In Odin, there were many options to go for iff I wanted to unify slicing operations and ranges. However, I decided not to unify them and keep them as different concepts because they are fundamentally different ones too. The act of slicing is different to indexing with a range, you can treat them as if they were the same, but they are actually different things conceptually.

array[lo:hi] // slicing syntax, [lo, hi)
case a ..< b:  // range syntax [a, b)
case a ..  b:  // range syntax [a, b]

If you wanted to unify these conceptions, these are the possible solutions:

a .. b
a ... b

a .. b   or a ... b
a ..= b

a ..< b
a .. b or a ... b

The first approach is the most confusing for two reasons, the things are not that distinct in their appearance and they can have the opposite meanings in different languages e.g. Ruby vs Rust.

For Odin I settled on the third approach because it's probably the clearest view in my opinion.

ManDeJan commented 4 years ago

I also wanted to give my 2 cents, I like how Raku handles this: https://docs.raku.org/type/Range adding a caret to either side of the .. that indicates that the point marked with it is excluded from the range.

switch (x) {
     0  ..^  5 => {}, // 0, 1, 2, 3, 4
     5  ..  10 => {}, // 5, 6, 7, 8, 9, 10
    10 ^..^ 15 => {}, // 11, 12, 13, 14
    14 ^..  20 => {}, // 15, 16, 17, 18, 19, 20
}
gingerBill commented 4 years ago

@ManDeJan In Nim, the caret is used to be shorthand to mean from the end.

This it the problem with choosing syntax. Every other language chooses it differently.

jakwings commented 4 years ago

My proposal?

elements[.[a, b)]
elements[.[a, b]]
elements[.(a, b]]
elements[.(a, b)]

switch (x) {
    .[ 0,  5) => {}, // 0, 1, 2, 3, 4
    .[ 5, 10] => {}, // 5, 6, 7, 8, 9, 10
    .(10, 15) => {}, // 11, 12, 13, 14
    .(14, 20] => {}, // 15, 16, 17, 18, 19, 20
}

my feeling now: (>_<) oh sissy me, why not just use .. and ...? off-by-one errors are not new and will never be old, you can also mistype a < b and get a <= b instead.

so my real proposal:

a .. b   // exclusive
a ... b  // inclusive

never mind those crazy ideas about float range, enum range and enum-indexed array/tuple...

Mouvedia commented 3 years ago

I am against using : because it's currently used for sentinel elements. That would be confusing.

Mouvedia commented 3 years ago

Can we have a reason as to why this has been closed?

thejoshwolfe commented 3 years ago

status quo:

the two symbols are different looking .. vs ..., so there's no problem with inconsistency. confusion will always be a subjective matter, but status quo is not horribly confusing at least.

closing this issue doesn't preclude the possibility of changes, but the wording of this issue's title and the lack of concrete proposal here mean that this discussion is not actionable. if a change is to be considered, it should be a separate issue with a concrete proposal.

jedisct1 commented 3 years ago

I quite agree that the status quo is fine.
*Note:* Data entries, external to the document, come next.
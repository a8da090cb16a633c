// SPDX-License-Identifier: Apache-2.0
// © James Ross Ω FLYING•ROBOTS <https://github.com/flyingrobots>
//! Default deep-merge of two partial representations of the same entity.
//!
//! Rules:
//! - object + object: union of keys, shared keys merged recursively;
//! - a [`StoreValue::Reference`] on either side is atomic, incoming wins;
//! - lists are replaced wholesale (per-field merge functions handle
//!   element-wise merging);
//! - scalars and shared leaves: incoming wins.
//!
//! [`Overrides`] exempts individual fields from the recursion so a custom
//! merge function's result is stored exactly as returned.
//!
//! Neither input is mutated.

use std::collections::BTreeMap;

use crate::value::{StoreObject, StoreValue};

/// Merge `incoming` over `existing`.
pub fn merge_values(existing: &StoreValue, incoming: &StoreValue) -> StoreValue {
    match (existing, incoming) {
        (StoreValue::Object(a), StoreValue::Object(b)) => StoreValue::Object(merge_objects(a, b)),
        _ => incoming.clone(),
    }
}

/// Merge two records key by key.
pub fn merge_objects(existing: &StoreObject, incoming: &StoreObject) -> StoreObject {
    let mut merged = existing.clone();
    for (key, value) in incoming {
        let next = match merged.get(key) {
            Some(current) => merge_values(current, value),
            None => value.clone(),
        };
        merged.insert(key.clone(), next);
    }
    merged
}

/// Owned variant of [`merge_objects`], except that fields named in
/// `overrides` take the incoming value as is. Used for the output of custom
/// merge functions, which already saw the stored value.
pub fn merge_objects_overriding(
    existing: StoreObject,
    incoming: StoreObject,
    overrides: &Overrides,
) -> StoreObject {
    merge_owned(existing, incoming, Some(overrides))
}

fn merge_owned(
    mut existing: StoreObject,
    incoming: StoreObject,
    overrides: Option<&Overrides>,
) -> StoreObject {
    for (key, value) in incoming {
        let rule = overrides.and_then(|o| o.fields.get(&key));
        let next = match (rule, existing.remove(&key), value) {
            (Some(Override::Replace), _, value) => value,
            (rule, Some(StoreValue::Object(current)), StoreValue::Object(inner)) => {
                let nested = match rule {
                    Some(Override::Nested(n)) => Some(n),
                    _ => None,
                };
                StoreValue::Object(merge_owned(current, inner, nested))
            }
            (_, _, value) => value,
        };
        existing.insert(key, next);
    }
    existing
}

/// Field paths whose incoming value replaces the stored one outright.
#[derive(Clone, Debug, Default, PartialEq, Eq)]
pub struct Overrides {
    fields: BTreeMap<String, Override>,
}

#[derive(Clone, Debug, PartialEq, Eq)]
enum Override {
    Replace,
    Nested(Overrides),
}

impl Overrides {
    /// No overrides: plain deep merge.
    pub fn new() -> Self {
        Self::default()
    }

    /// Returns `true` when nothing is overridden.
    pub fn is_empty(&self) -> bool {
        self.fields.is_empty()
    }

    /// Replace `key` wholesale.
    pub fn replace(&mut self, key: impl Into<String>) {
        self.fields.insert(key.into(), Override::Replace);
    }

    /// Apply `inner` to the object stored under `key`. Empty sets are dropped.
    pub fn nest(&mut self, key: impl Into<String>, inner: Self) {
        if !inner.is_empty() {
            self.fields.insert(key.into(), Override::Nested(inner));
        }
    }
}

#[cfg(test)]
mod tests {
    use super::*;
    use crate::value::Reference;
    use serde_json::json;

    fn obj(v: serde_json::Value) -> StoreObject {
        match StoreValue::from_json(&v) {
            StoreValue::Object(map) => map,
            _ => StoreObject::new(),
        }
    }

    #[test]
    fn merging_empty_is_identity() {
        let existing = obj(json!({"id": "1", "meta": {"a": 1}}));
        assert_eq!(merge_objects(&existing, &StoreObject::new()), existing);
    }

    #[test]
    fn nested_objects_union() {
        let merged = merge_objects(
            &obj(json!({"meta": {"a": 1, "b": 2}})),
            &obj(json!({"meta": {"b": 3, "c": 4}})),
        );
        assert_eq!(merged, obj(json!({"meta": {"a": 1, "b": 3, "c": 4}})));
    }

    #[test]
    fn lists_replace_wholesale() {
        let merged = merge_objects(&obj(json!({"tags": [1, 2, 3]})), &obj(json!({"tags": [9]})));
        assert_eq!(merged, obj(json!({"tags": [9]})));
    }

    #[test]
    fn reference_replaces_object_without_recursing() {
        let mut existing = StoreObject::new();
        existing.insert("owner".into(), StoreValue::from_json(&json!({"name": "x"})));
        let mut incoming = StoreObject::new();
        incoming.insert("owner".into(), Reference::new("User:1").into());
        let merged = merge_objects(&existing, &incoming);
        assert_eq!(merged["owner"], StoreValue::Reference(Reference::new("User:1")));
    }

    #[test]
    fn object_replaces_reference() {
        let mut existing = StoreObject::new();
        existing.insert("owner".into(), Reference::new("User:1").into());
        let incoming = obj(json!({"owner": {"name": "inline"}}));
        let merged = merge_objects(&existing, &incoming);
        assert_eq!(merged["owner"], StoreValue::from_json(&json!({"name": "inline"})));
    }

    #[test]
    fn inputs_are_untouched_and_owned_variant_agrees() {
        let existing = obj(json!({"a": {"x": 1}, "b": 2}));
        let incoming = obj(json!({"a": {"y": 2}, "c": 3}));
        let before = (existing.clone(), incoming.clone());
        let borrowed = merge_objects(&existing, &incoming);
        assert_eq!((existing.clone(), incoming.clone()), before);
        assert_eq!(merge_objects_overriding(existing, incoming, &Overrides::new()), borrowed);
    }

    #[test]
    fn overridden_fields_replace_and_nested_overrides_reach_inline_objects() {
        let existing = obj(json!({"meta": {"a": 1, "b": 2}, "info": {"x": {"k": 1}, "y": 1}}));
        let incoming = obj(json!({"meta": {"c": 3}, "info": {"x": {"j": 2}}}));
        let mut inner = Overrides::new();
        inner.replace("x");
        let mut overrides = Overrides::new();
        overrides.replace("meta");
        overrides.nest("info", inner);
        overrides.nest("unused", Overrides::new());

        let merged = merge_objects_overriding(existing.clone(), incoming.clone(), &overrides);
        assert_eq!(
            merged,
            obj(json!({"meta": {"c": 3}, "info": {"x": {"j": 2}, "y": 1}}))
        );
        assert_eq!(
            merge_objects_overriding(existing.clone(), incoming.clone(), &Overrides::new()),
            merge_objects(&existing, &incoming)
        );
    }
}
Having both .. and ... for slices may be more confusing than useful in actual applications. And it is certainly not required.

Using brackets for intervals would look neat, but once again:

.(10, 15) => {}, // 11, 12, 13, 14

I don't see any reason to ever use that over 11...14.

gonzus commented 3 years ago

I think it is actually more complicated to have to remember the rules .. is for slices and excludes upper bound and ... is for switches and includes the upper bound than to just have both of them operate consistently in all cases: .. excludes upper bound, ... includes upper bound.

It is unfortunate that there already exist inconsistencies in how other languages assign the semantics, but again, I would personally much rather remember which is which, and use any of them as I see fit, than remember only one is for slices and only one is for switches.

Summary: please take this as my personal opinion that this issue should be reopened. Cheers!

Rocknest commented 3 years ago

I have been appreciating zig's preference to keywords over operators (especially control flow keywords). Operators may be heavily overloaded with incompatible meanings in different programming languages, but keywords are less likely to cause confusion. So i have come up with this idea: x upto y for exclusive switch ranges and x uptoand y for inclusive switch ranges. I think the slice syntax is fine as it is.

switch (rng.getRandomPercent()) {
    0 upto 30 => std.debug.warn("Choice A"), // 0-29
    30 upto 70 => std.debug.warn("Choice B"), // 30-69
    70 upto 100 => std.debug.warn("Choice C"), // 70-99
}

switch (c) {
    'a' upto 'c' => {}, // a, b
    'c' uptoand 'e' => {}, // c, d, e
}